Brave massaie o chef stellati: l'importante e saper conservare i sapori della tradizione e unire la qualità moderna con la cucina antica. Dare l’opportunità al cliente di sedersi a tavola e fargli degustare i propri vini accompagnandoli alla portata più adatta è certamente il modo più efficace per far conoscere al meglio il prodotto, con la complicità dell’atmosfera del territorio. I produttori di vino che hanno deciso di affrontare l’impegno di realizzare un ristorante aperto al pubblico non sono moltissimi, agriturismi a parte, in cui il servizio si rivolge soprattutto ai clienti che soggiornano nelle strutture interne ed è spesso stagionale. Pur essendo impegnativo, il ristorante per il titolare di un’azienda vitivinicola diventa un mezzo efficace per comunicare il proprio lavoro. Ciascuno, secondo il proprio stile, ecco alcuni pionieri di questo servizio al cliente direttamente in azienda.

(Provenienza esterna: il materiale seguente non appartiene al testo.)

//! The site registry: the only state that survives between turns.
//!
//! Built once from the startup site list and refreshed in place every turn.
//! Sites keep their startup order so that distance ties are broken the
//! same way on every turn.

use std::collections::HashMap;

use thiserror::Error;

use super::site::{Site, SiteId, SiteLayout, SiteState};

/// Errors raised when input refers to sites inconsistently.
#[derive(Debug, Error, PartialEq, Eq)]
pub enum RegistryError {
    #[error("site {0} was listed twice at startup")]
    DuplicateSite(SiteId),

    #[error("site {0} was not listed at startup")]
    UnknownSite(SiteId),

    #[error("site {0} was updated twice in one turn")]
    DuplicateUpdate(SiteId),

    #[error("site {0} was missing from the turn's site list")]
    MissingUpdate(SiteId),
}

/// Mapping from site id to site, in startup order.
#[derive(Debug, Clone, Default)]
pub struct SiteRegistry {
    sites: Vec<Site>,
    index: HashMap<SiteId, usize>,
}

impl SiteRegistry {
    /// Creates a registry from the startup layouts.
    pub fn new(layouts: &[SiteLayout]) -> Result<Self, RegistryError> {
        let mut registry = SiteRegistry {
            sites: Vec::with_capacity(layouts.len()),
            index: HashMap::with_capacity(layouts.len()),
        };
        for layout in layouts {
            if registry.index.contains_key(&layout.id) {
                return Err(RegistryError::DuplicateSite(layout.id));
            }
            registry.index.insert(layout.id, registry.sites.len());
            registry.sites.push(Site::new(*layout));
        }
        Ok(registry)
    }

    /// Number of registered sites.
    pub fn len(&self) -> usize {
        self.sites.len()
    }

    pub fn is_empty(&self) -> bool {
        self.sites.is_empty()
    }

    /// Looks up a site by id.
    pub fn get(&self, id: SiteId) -> Option<&Site> {
        self.index.get(&id).map(|&i| &self.sites[i])
    }

    /// Replaces the dynamic state of every site from one turn's updates.
    ///
    /// Each registered site must appear exactly once. Nothing is written
    /// unless the whole list checks out.
    pub fn refresh(&mut self, updates: Vec<(SiteId, SiteState)>) -> Result<(), RegistryError> {
        let mut seen = vec![false; self.sites.len()];
        let mut slots = Vec::with_capacity(updates.len().min(self.sites.len()));
        for (id, state) in updates {
            let i = *self.index.get(&id).ok_or(RegistryError::UnknownSite(id))?;
            if std::mem::replace(&mut seen[i], true) {
                return Err(RegistryError::DuplicateUpdate(id));
            }
            slots.push((i, state));
        }
        if let Some(i) = seen.iter().position(|&s| !s) {
            return Err(RegistryError::MissingUpdate(self.sites[i].id()));
        }
        for (i, state) in slots {
            self.sites[i].state = state;
        }
        Ok(())
    }

    /// Iterates sites in startup order.
    pub fn iter(&self) -> impl Iterator<Item = &Site> {
        self.sites.iter()
    }
}

#[cfg(test)]
mod tests {
    use super::*;
    use crate::board::geometry::Point;
    use crate::board::site::Structure;
    use crate::board::unit::Owner;

    fn layouts() -> Vec<SiteLayout> {
        vec![
            SiteLayout { id: 3, position: Point::new(10, 20), radius: 50 },
            SiteLayout { id: 1, position: Point::new(300, 400), radius: 70 },
        ]
    }

    fn mine_state(size: i32) -> SiteState {
        SiteState {
            gold_remaining: 150,
            max_mine_size: 4,
            structure: Structure::Mine,
            owner: Some(Owner::Friendly),
            param1: size,
            param2: -1,
        }
    }

    #[test]
    fn keeps_startup_order() {
        let registry = SiteRegistry::new(&layouts()).unwrap();
        let ids: Vec<SiteId> = registry.iter().map(|s| s.id()).collect();
        assert_eq!(ids, vec![3, 1]);
        assert_eq!(registry.len(), 2);
    }

    #[test]
    fn rejects_duplicate_ids() {
        let mut l = layouts();
        l.push(l[0]);
        assert_eq!(
            SiteRegistry::new(&l).unwrap_err(),
            RegistryError::DuplicateSite(3)
        );
    }

    #[test]
    fn refresh_overwrites_state_and_keeps_layout() {
        let mut registry = SiteRegistry::new(&layouts()).unwrap();
        registry
            .refresh(vec![(1, mine_state(1)), (3, SiteState::default())])
            .unwrap();
        registry
            .refresh(vec![(3, SiteState::default()), (1, mine_state(2))])
            .unwrap();

        let site = registry.get(1).unwrap();
        assert_eq!(site.state, mine_state(2));
        assert_eq!(site.layout.position, Point::new(300, 400));
        assert_eq!(site.layout.radius, 70);
    }

    #[test]
    fn refresh_replaces_every_field() {
        let mut registry = SiteRegistry::new(&layouts()).unwrap();
        registry
            .refresh(vec![(3, mine_state(3)), (1, mine_state(0))])
            .unwrap();
        registry
            .refresh(vec![(3, SiteState::default()), (1, mine_state(0))])
            .unwrap();
        assert_eq!(registry.get(3).unwrap().state, SiteState::default());
    }

    #[test]
    fn refresh_unknown_site_fails() {
        let mut registry = SiteRegistry::new(&layouts()).unwrap();
        assert_eq!(
            registry.refresh(vec![(3, mine_state(0)), (9, mine_state(0))]),
            Err(RegistryError::UnknownSite(9))
        );
        assert!(registry.get(9).is_none());
    }

    #[test]
    fn refresh_rejects_repeated_site() {
        let mut registry = SiteRegistry::new(&layouts()).unwrap();
        assert_eq!(
            registry.refresh(vec![(3, mine_state(0)), (3, mine_state(1))]),
            Err(RegistryError::DuplicateUpdate(3))
        );
    }

    #[test]
    fn refresh_rejects_missing_site_and_keeps_old_state() {
        let mut registry = SiteRegistry::new(&layouts()).unwrap();
        registry
            .refresh(vec![(3, mine_state(0)), (1, mine_state(2))])
            .unwrap();
        assert_eq!(
            registry.refresh(vec![(3, mine_state(1))]),
            Err(RegistryError::MissingUpdate(1))
        );
        // a rejected turn writes nothing
        assert_eq!(registry.get(3).unwrap().state, mine_state(0));
        assert_eq!(registry.get(1).unwrap().state, mine_state(2));
    }
}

La Toscana è stata tra le primissime regioni ad intravedere questa possibilità e tra le aziende pioniere si inserisce a pieno titolo Badia a Coltibuono, nel Senese, a Gaiole in Chianti, che ha aperto un punto di ristoro al pubblico già una quarantina di anni fa. Si mantiene lo stile della cucina, che esegue ricette locali con prodotti di zona nello spirito di dare al cliente una “immersione nella cultura del posto”. Nel tempo si è raffinato, mantenendo però la matrice toscana e offrendo due proposte; una, più agile, a 24 euro e l’altra, più completa, a 36 euro. Sempre nel Senese, a Castelnuovo Berardenga, diversi anni dopo, nel 1977, nell’azienda Castell’in Villa, si aprì un ristorante: “Sono più che convinta che il vino senza cibo non abbia molto senso”, tiene ad affermare la principessa Coralia Pignatelli, “e siccome a me piace il buon vino e anche cucinare, abbiamo pensato di fare un ristorante che proponesse una cucina semplice ma presentata bene”. Da quello che era probabilmente un fienile usato come rimessa si ricavò l’attuale ristorante, che è considerato parte dell’azienda ed è seguito dalla famiglia. Dispone di circa 60 coperti ed il menu si basa su cinque proposte per ciascuna portata ad un prezzo che varia tra 33 e 36 euro. Molte ricette a base di verdure, che in parte provengono dall’orto, mentre la frutta si acquista perché quella che matura sulle piante è ben gradita agli uccelli di passaggio, specie agli storni, e non arriva nemmeno sulla tavola dei padroni di casa.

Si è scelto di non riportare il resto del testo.